Il n'avait pas le droit légal d'entrer à Cuba, mais cela est arrivé : L'embrassade triste d'un petit-fils qui a ému l'exil



Rassemblement de CubainsFoto © @kevingr1996 / TikTok

Une vidéo émotive partagée sur TikTok a touché des milliers de Cubains, à l'intérieur et à l'extérieur de l'île. Sur les images, un jeune homme prend dans ses bras sa grand-mère en pleurant, après des années sans pouvoir la voir en raison des restrictions imposées par le régime cubain.

« Je n'avais pas le droit légal d'entrer à Cuba ; j'avais une raison humaine : elle », a écrit l'utilisateur @kevingr1996 en légende de la publication, qui cumule déjà des centaines de milliers de vues et de commentaires empreints de nostalgie et de douleur.

L'auteur de la vidéo a expliqué qu'il ne pouvait pas retourner dans son propre pays "en raison d'une politique absurde", en faisant allusion aux normes migratoires qui empêchent de nombreux Cubains exilés ou résidents à l'étranger d'entrer sur l'île, même pour rendre visite à des proches malades ou âgés.

Le retrouvailles, filmées dans ce qui semble être une modeste maison à Cuba, montrent le moment où le petit-fils se penche pour embrasser sa grand-mère en fauteuil roulant. Elle, visiblement émue, le serre fort dans ses bras tandis qu'ils pleurent tous les deux.

«Tu l'as embrassée pour tous ceux qui n'ont plus jamais pu embrasser une grand-mère laissée à Cuba», a commenté une utilisatrice, reflétant le sentiment partagé d'une génération séparée par l'émigration et les politiques du régime.

Un autre a écrit : « Je suis allé à Cuba en 2022 pour voir ma grand-mère et elle est décédée sept jours après mon retour. La vie de l'immigrant n'est pas facile. On laisse beaucoup derrière soi en cherchant la prospérité et la liberté. Tout ça à cause du communisme qui a déjà détruit plusieurs générations. »

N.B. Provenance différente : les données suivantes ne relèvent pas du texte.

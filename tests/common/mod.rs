//! In-memory S3 server used by the integration tests.
//!
//! Every request has its SigV4 signature recomputed and checked; a mismatch is
//! answered with `403 SignatureDoesNotMatch` so a signing bug fails loudly.

#![allow(dead_code)]

use async_trait::async_trait;
use bytes::Bytes;
use chrono::{DateTime, NaiveDateTime, Utc};
use hyper::header::{HeaderMap, HeaderName, HeaderValue};
use hyper::{Method, StatusCode};
use s3xfer::s3::signer::{self, UNSIGNED_PAYLOAD};
use s3xfer::s3::{Credentials, Endpoint, HttpExecutor, HttpRequest, HttpResponse, S3Client, TransportError};
use std::collections::{BTreeMap, HashMap, HashSet};
use std::sync::atomic::{AtomicUsize, Ordering};
use std::sync::{Arc, Mutex};
use std::time::Duration;
use tokio_util::sync::CancellationToken;

pub const ACCESS_KEY: &str = "AKIAFAKE";
pub const SECRET_KEY: &str = "fake/secret";
pub const REGION: &str = "us-east-1";

#[derive(Debug, Clone)]
pub struct FakeUpload {
    pub bucket: String,
    pub key: String,
    pub initiated: String,
    pub parts: BTreeMap<u32, (String, Bytes)>,
}

#[derive(Default)]
struct State {
    objects: HashMap<(String, String), Bytes>,
    uploads: BTreeMap<String, FakeUpload>,
    next_upload: usize,
    calls: Vec<String>,
    completed_parts: Vec<Vec<u32>>,
    completion_order: Vec<u32>,
}

/// Failure, latency and response knobs
#[derive(Default)]
pub struct Faults {
    pub fail_part: Option<u32>,
    /// Ranged GETs advertise the full length but send one byte less
    pub truncate_ranges: bool,
    /// Returned as `x-amz-version-id` by CompleteMultipartUpload
    pub version_id: Option<String>,
    /// Cancelled while CreateMultipartUpload is being answered
    pub cancel_on_create: Option<CancellationToken>,
    pub fail_complete: bool,
    pub fail_abort: bool,
    pub fail_abort_ids: HashSet<String>,
    pub part_delays: HashMap<u32, Duration>,
    pub page_size: Option<usize>,
}

pub struct FakeS3 {
    host: String,
    state: Mutex<State>,
    faults: Mutex<Faults>,
    in_flight: AtomicUsize,
    max_in_flight: AtomicUsize,
}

L'histoire de Kevin et de sa grand-mère est devenue un symbole de la séparation imposée vécue par des milliers de familles cubaines. De nombreux émigrés affirment que, au-delà de la douleur, ces retrouvailles leur rappellent ce qui compte vraiment : les liens affectifs, la famille et la liberté que le régime leur a enlevée.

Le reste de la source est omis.